APPLICATION UNDER S.155(2)(b) OF THE CONSTITUTION


And:
IN THE MATTER OF PART XVIII OF THE ORGANIC LAW ON NATIONAL AND LOCAL LEVEL GOVERNMENT ELECTIONS


Between:
WALTER SCHNAUBELT
Applicant


And:
HON. BYRON CHAN, MP
First Respondent


And:
PAPUA NEW GUINEA ELECTORAL COMMISSION
Second Respondent


Waigani: Salika, DCJ
2012: 08, 24 & 25 October;
02 November


ELECTION PETITION – Application for Leave for judicial review – Application under Rules 1 and 2 of the Supreme Court Election Petition Rules – Rule 7 of the Rules – An application for leave shall be made before a single judge of the Supreme Court.


Cases Cited:


Richard Maru v Andrew Trawen and Ors (2012) SC1200
Erie Ovako Jurie v Bonny Oveyara and Electoral Commission (2008) SC 935
Trawen v Kama ( 2008) SC 915
Yawari v Agiru (2008) SC939


Simon v Kapris (2012) SC1206


Counsel


Mr S Pokawin, for the Applicant
Mr A Manase, for the First Respondent
Mr B Waipek, for the Second Respondent


02nd November, 2012


  1. SALIKA DCJ: This is an application for leave for judicial review of the decision of the National Court on election petition matter in proceedings: EP 12 of 2012 – Walter Schnaubelt v Byron Chan and the Electoral Commission of PNG.
  2. The decision was given by the National Court on 24 September 2012 dismissing the Petition in its entirety on the basis that service of the petition was not effected on the First Respondent as required under Rule 7 of the National Court Election Petition Rules, 2002 (as amended).
  3. The application is made under Rule 1 of the SCEPRR which says:

"A party aggrieved by a decision of the National Court in an election petition brought under Part XVIII of the Organic Law shall file an application in the Supreme Court under s.155(2)(b) of the Constitution."
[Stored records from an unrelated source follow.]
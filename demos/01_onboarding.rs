//! # Demo 01: Customer Onboarding
//!
//! The happy path: onboard a customer, open an account for them, list
//! the customer's accounts and adjust the balance with a patch.
//!
//! Run with: `cargo run -p rebank-demos --example 01_onboarding`

use anyhow::Result;
use chrono::NaiveDate;
use rebank_core::{AccountDraft, CustomerDraft};
use rebank_demos::{init_tracing, open_services};
use rust_decimal_macros::dec;

#[tokio::main]
async fn main() -> Result<()> {
    init_tracing();
    println!("=== Demo 01: Customer Onboarding ===\n");

    let (customers, accounts) = open_services();

    // Step 1: onboard the customer
    let jane = customers
        .create(CustomerDraft {
            id: None,
            full_name: Some("Jane Milton".to_string()),
            address: Some("12 Acacia Ave".to_string()),
            phone_number: Some("+40 (123) 456-7890".to_string()),
            ssn: Some("123-45-6789".to_string()),
        })
        .await?;
    println!("Onboarded: {jane}");

    // Step 2: open an EUR account
    let account = accounts
        .create(AccountDraft {
            id: None,
            iban: Some("GB82 WEST 1234 5698 7654 32".to_string()),
            currency: Some("EUR".to_string()),
            amount: Some(dec!(400)),
            customer_id: Some(jane.id),
            issued_at: NaiveDate::from_ymd_opt(2022, 5, 7),
        })
        .await?;
    println!("Opened:    {account}");

    // Step 3: list everything she owns
    let owned = accounts.get_for_customer(jane.id).await?;
    println!("\nAccounts for customer {}:", jane.id);
    for account in &owned {
        println!("  - {account}");
    }

    // Step 4: top up the balance with a partial update
    let patched = accounts
        .patch(AccountDraft {
            id: Some(account.id),
            amount: Some(dec!(750.50)),
            ..Default::default()
        })
        .await?;
    println!("\nAfter patch: {patched}");

    Ok(())
}
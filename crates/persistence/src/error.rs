//! # Persistence Errors
//!
//! Error types for the record store. Constraint violations are their own
//! variants so callers can pattern-match on the violation category.

use rebank_core::EntityKind;
use thiserror::Error;

/// Record store errors.
#[derive(Debug, Error)]
pub enum PersistenceError {
    /// Unclassified database failure
    #[error("Database error: {0}")]
    Database(#[source] sqlx::Error),

    #[error("Record not found: {entity} with id {id}")]
    NotFound { entity: EntityKind, id: i64 },

    #[error("Foreign key violation: {0}")]
    ForeignKeyViolation(String),

    #[error("Unique constraint violation: {0}")]
    UniqueViolation(String),

    // === Conversion errors ===
    #[error("Invalid decimal value: {0}")]
    InvalidDecimal(String),

    // === Configuration errors ===
    #[error("Configuration error: {0}")]
    Configuration(String),
}

/// Result type alias for PersistenceError
pub type PersistenceResult<T> = Result<T, PersistenceError>;

impl PersistenceError {
    /// Create a NotFound error.
    pub fn not_found(entity: EntityKind, id: i64) -> Self {
        Self::NotFound { entity, id }
    }

    /// Classify a sqlx failure by its violation category.
    ///
    /// Foreign-key and unique violations become their own variants so the
    /// service layer can translate them; everything else stays an opaque
    /// `Database` error.
    pub fn classify(err: sqlx::Error) -> Self {
        if let sqlx::Error::Database(db_err) = &err {
            match db_err.kind() {
                sqlx::error::ErrorKind::ForeignKeyViolation => {
                    return Self::ForeignKeyViolation(db_err.message().to_string());
                }
                sqlx::error::ErrorKind::UniqueViolation => {
                    return Self::UniqueViolation(db_err.message().to_string());
                }
                _ => {}
            }
        }
        Self::Database(err)
    }

    pub fn is_not_found(&self) -> bool {
        matches!(self, Self::NotFound { .. })
    }

    pub fn is_foreign_key_violation(&self) -> bool {
        matches!(self, Self::ForeignKeyViolation(_))
    }
}

#[cfg(test)]
mod tests {
    use super::*;

    #[test]
    fn test_not_found_display() {
        let err = PersistenceError::not_found(EntityKind::Customer, 7);
        assert_eq!(err.to_string(), "Record not found: Customer with id 7");
        assert!(err.is_not_found());
    }

    #[test]
    fn test_violation_predicates() {
        let err = PersistenceError::ForeignKeyViolation("accounts.customer_id".to_string());
        assert!(err.is_foreign_key_violation());
        assert!(!err.is_not_found());
    }
}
"Decision" under the Rules means:


"Decision means a final decision of the National Court made after the hearing of an election petition or an order dismissing the petition under r18 of the National Court Election Petition Rules 2002 (as Amended)."


  1. In the instant case the court dismissed the petition which brings to end all the issues in that proceeding.
  2. The applicant is therefore aggrieved by that decision and is invoking r1 of the SCEPRR.
  3. Rule 2 of the SCEPRR says:

"An application under Section 155(2)(b) of the Constitution in respect of a decision referred to under Rule 1 lies to the Court with leave only."


  1. This court is proceeding on the basis that leave is required under Rule 2 of the SCEPRR.
  2. The SCEPRR defines the "Court" as:

"the Supreme Court as defined under the Constitution and the Supreme Court Act" and


"Judge" as: "for the purpose of these rules means a single judge of the Supreme Court exercising powers as expressly provided for under these rules."


  1. In that regard I refer to the decision of the Supreme Court in Richard Maru v Andrew Trawen and others (2012) SC1200 wherein that court said it had no power to grant the relief sought in the application for dispensation of Rule 1 of the SCEPRR.
  2. Given that I am sitting as a single Judge of the Supreme Court and Rule 2 of the rules provides that such an application for leave lies to the "Court", does that mean that sitting as a single Judge of the Supreme Court, I do not have jurisdiction to hear an application for leave?
  3. Section 160 of the Constitution establishes the Supreme Court and s.162 provides for the jurisdiction of the Supreme Court.
  4. Section 162(2) of the Constitution says that the jurisdiction of the Supreme Court may be exercised by a single Judge of that Court.
  5. Rule 2 of the SCEPRR says that an application under Rule 1 lies to the Court with leave.
  6. Rule 9 of subdivision 1 of the SCEPRR says that an application for leave shall be made before a judge which means before a single judge of the Supreme Court.
  7. In that regard I find that I have jurisdiction as a single judge of the Supreme Court to hear an application for leave.
  8. Having made that ruling I now go on to the leave application itself and the grounds relied on for leave.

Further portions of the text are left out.